Stored items from a collection:
_____

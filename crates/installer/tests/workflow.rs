//! Integration tests for the full installation workflow.
//!
//! These tests drive `Installer::run` end to end with a scripted operator and
//! a fake process runner whose `git clone` lays down a worker repository.

use std::path::Path;

use media_worker_installer::testing::{RecordingRunner, ScriptedPrompter};
use media_worker_installer::{ExecMode, InstallError, InstallMode, Installer, InstallerSettings};
use serde_json::{json, Value};

const REPO_NAME: &str = "media-library-source-worker";

// =============================================================================
// Fixtures
// =============================================================================

/// Config shipped by the worker repository, with keys the installer must keep.
fn shipped_config() -> Value {
    json!({
        "apiUrl": "https://api.streamy.sh",
        "workerId": "",
        "libraryPath": "/replace/me",
        "libraryMoviePath": "Movies",
        "libraryTvPath": "TV",
        "transcode": { "enabled": true, "maxJobs": 2 }
    })
}

/// Runner whose `git clone` writes a repository with both config files.
fn worker_repo_runner() -> RecordingRunner {
    RecordingRunner::new()
        .stdout("docker --version", "Docker version 27.0.3, build 7d4bcd8")
        .on_run("git clone", |inv| {
            let repo = inv.cwd.clone().unwrap().join(REPO_NAME);
            let config_dir = repo.join("config");
            std::fs::create_dir_all(&config_dir).unwrap();
            let body = serde_json::to_string_pretty(&shipped_config()).unwrap();
            std::fs::write(config_dir.join("dev.json"), &body).unwrap();
            std::fs::write(config_dir.join("prod.json"), &body).unwrap();
        })
}

fn read_json(path: &Path) -> Value {
    serde_json::from_str(&std::fs::read_to_string(path).unwrap()).unwrap()
}

// =============================================================================
// Tests
// =============================================================================

#[test]
fn test_defaults_end_to_end() {
    let workdir = tempfile::tempdir().unwrap();
    let library = tempfile::tempdir().unwrap();
    let library_str = library.path().to_string_lossy().into_owned();

    let runner = worker_repo_runner();
    let prompter = ScriptedPrompter::new(["", library_str.as_str(), "", ""]);

    let ctx = Installer::new(&runner, &prompter, InstallMode::Prod, workdir.path().into())
        .run()
        .unwrap();

    assert_eq!(ctx.install_path, workdir.path());
    assert_eq!(ctx.repo_path, workdir.path().join(REPO_NAME));
    assert_eq!(ctx.library_path, library_str);
    assert_eq!(ctx.movie_collection_path, "Movies");
    assert_eq!(ctx.tv_collection_path, "TV");
    assert_eq!(ctx.mode, InstallMode::Prod);

    let prod = read_json(&ctx.repo_path.join("config").join("prod.json"));
    assert_eq!(prod["libraryPath"], library_str.as_str());
    assert_eq!(prod["libraryMoviePath"], "Movies");
    assert_eq!(prod["libraryTvPath"], "TV");
    assert_eq!(prod["apiUrl"], shipped_config()["apiUrl"]);
    assert_eq!(prod["transcode"], shipped_config()["transcode"]);

    // dev.json is left exactly as shipped
    let dev = read_json(&ctx.repo_path.join("config").join("dev.json"));
    assert_eq!(dev, shipped_config());

    assert_eq!(
        runner.commands(),
        vec![
            "git clone https://github.com/anuvgupta/media-library-source-worker",
            "docker --version",
            "docker ps",
            "bash ./build-worker.sh",
            "bash ./setup-worker.sh",
            "bash ./stop-worker.sh",
            "bash ./start-worker.sh",
        ]
    );
}

#[test]
fn test_dev_mode_writes_dev_config_and_sets_stage() {
    let workdir = tempfile::tempdir().unwrap();
    let library = tempfile::tempdir().unwrap();
    let library_str = library.path().to_string_lossy().into_owned();

    let runner = worker_repo_runner();
    let prompter = ScriptedPrompter::new([
        "install-here",
        library_str.as_str(),
        "Films",
        "Shows",
    ]);

    let ctx = Installer::new(&runner, &prompter, InstallMode::Dev, workdir.path().into())
        .run()
        .unwrap();

    assert_eq!(ctx.install_path, workdir.path().join("install-here"));
    let dev = read_json(&ctx.repo_path.join("config").join("dev.json"));
    assert_eq!(dev["libraryMoviePath"], "Films");
    assert_eq!(dev["libraryTvPath"], "Shows");
    assert_eq!(
        read_json(&ctx.repo_path.join("config").join("prod.json")),
        shipped_config()
    );

    let scripts: Vec<_> = runner
        .calls()
        .into_iter()
        .filter(|(_, mode)| *mode == ExecMode::Interactive)
        .collect();
    assert_eq!(scripts.len(), 4);
    for (inv, _) in scripts {
        assert!(inv.env.contains(&("STAGE".to_string(), "dev".to_string())));
        assert_eq!(inv.cwd.as_deref(), Some(ctx.repo_path.as_path()));
    }
}

#[test]
fn test_rerun_replaces_previous_clone() {
    let workdir = tempfile::tempdir().unwrap();
    let library = tempfile::tempdir().unwrap();
    let library_str = library.path().to_string_lossy().into_owned();
    let runner = worker_repo_runner();

    let first = ScriptedPrompter::new(["", library_str.as_str(), "", ""]);
    let ctx = Installer::new(&runner, &first, InstallMode::Prod, workdir.path().into())
        .run()
        .unwrap();
    std::fs::write(ctx.repo_path.join("leftover.log"), "old run").unwrap();

    let second = ScriptedPrompter::new(["", library_str.as_str(), "Cinema", ""]);
    let ctx = Installer::new(&runner, &second, InstallMode::Prod, workdir.path().into())
        .run()
        .unwrap();

    assert!(!ctx.repo_path.join("leftover.log").exists());
    let prod = read_json(&ctx.repo_path.join("config").join("prod.json"));
    assert_eq!(prod["libraryMoviePath"], "Cinema");
}

#[test]
fn test_failed_stop_still_starts_worker() {
    let workdir = tempfile::tempdir().unwrap();
    let library = tempfile::tempdir().unwrap();
    let library_str = library.path().to_string_lossy().into_owned();

    let runner = worker_repo_runner().fail("stop-worker.sh", 1);
    let prompter = ScriptedPrompter::new(["", library_str.as_str(), "", ""]);

    Installer::new(&runner, &prompter, InstallMode::Prod, workdir.path().into())
        .run()
        .unwrap();

    assert_eq!(
        runner.commands().last().map(String::as_str),
        Some("bash ./start-worker.sh")
    );
}

#[test]
fn test_failed_setup_aborts_before_stop_and_start() {
    let workdir = tempfile::tempdir().unwrap();
    let library = tempfile::tempdir().unwrap();
    let library_str = library.path().to_string_lossy().into_owned();

    let runner = worker_repo_runner().fail("setup-worker.sh", 1);
    let prompter = ScriptedPrompter::new(["", library_str.as_str(), "", ""]);

    let err = Installer::new(&runner, &prompter, InstallMode::Prod, workdir.path().into())
        .run()
        .unwrap_err();

    assert!(matches!(err, InstallError::ScriptFailed { ref script } if script == "setup-worker.sh"));
    assert!(!runner
        .commands()
        .iter()
        .any(|c| c.contains("stop-worker.sh") || c.contains("start-worker.sh")));
}

#[test]
fn test_nonexistent_library_declined_then_replaced() {
    let workdir = tempfile::tempdir().unwrap();
    let library = tempfile::tempdir().unwrap();
    let library_str = library.path().to_string_lossy().into_owned();
    let missing = workdir.path().join("no-such-library");
    let missing_str = missing.to_string_lossy().into_owned();

    let runner = worker_repo_runner();
    let prompter = ScriptedPrompter::new(["", missing_str.as_str(), library_str.as_str(), "", ""])
        .with_confirmations([false]);

    let ctx = Installer::new(&runner, &prompter, InstallMode::Prod, workdir.path().into())
        .run()
        .unwrap();

    assert_eq!(ctx.library_path, library_str);
    let prod = read_json(&ctx.repo_path.join("config").join("prod.json"));
    assert_ne!(prod["libraryPath"], missing_str.as_str());
}

#[test]
fn test_custom_settings_are_honored() {
    let workdir = tempfile::tempdir().unwrap();
    let library = tempfile::tempdir().unwrap();
    let library_str = library.path().to_string_lossy().into_owned();

    let settings = InstallerSettings {
        repo_url: "https://git.example.com/media/worker-fork".into(),
        repo_name: "worker-fork".into(),
        runtime_name: "Podman".into(),
        runtime_program: "podman".into(),
        ..InstallerSettings::default()
    };
    let runner = RecordingRunner::new().on_run("git clone", |inv| {
        let config_dir = inv.cwd.clone().unwrap().join("worker-fork").join("config");
        std::fs::create_dir_all(&config_dir).unwrap();
        std::fs::write(config_dir.join("prod.json"), "{}").unwrap();
    });
    let prompter = ScriptedPrompter::new(["", library_str.as_str(), "", ""]);

    let ctx = Installer::new(&runner, &prompter, InstallMode::Prod, workdir.path().into())
        .with_settings(settings)
        .run()
        .unwrap();

    assert_eq!(ctx.repo_path, workdir.path().join("worker-fork"));
    let commands = runner.commands();
    assert_eq!(commands[0], "git clone https://git.example.com/media/worker-fork");
    assert_eq!(commands[1], "podman --version");
    assert_eq!(commands[2], "podman ps");
}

_____

TASK DETAILS:
Copy every line from the records above that contains the string "source".

TASK SOLUTION:
const REPO_NAME: &str = "media-library-source-worker";
            "git clone https://github.com/anuvgupta/media-library-source-worker",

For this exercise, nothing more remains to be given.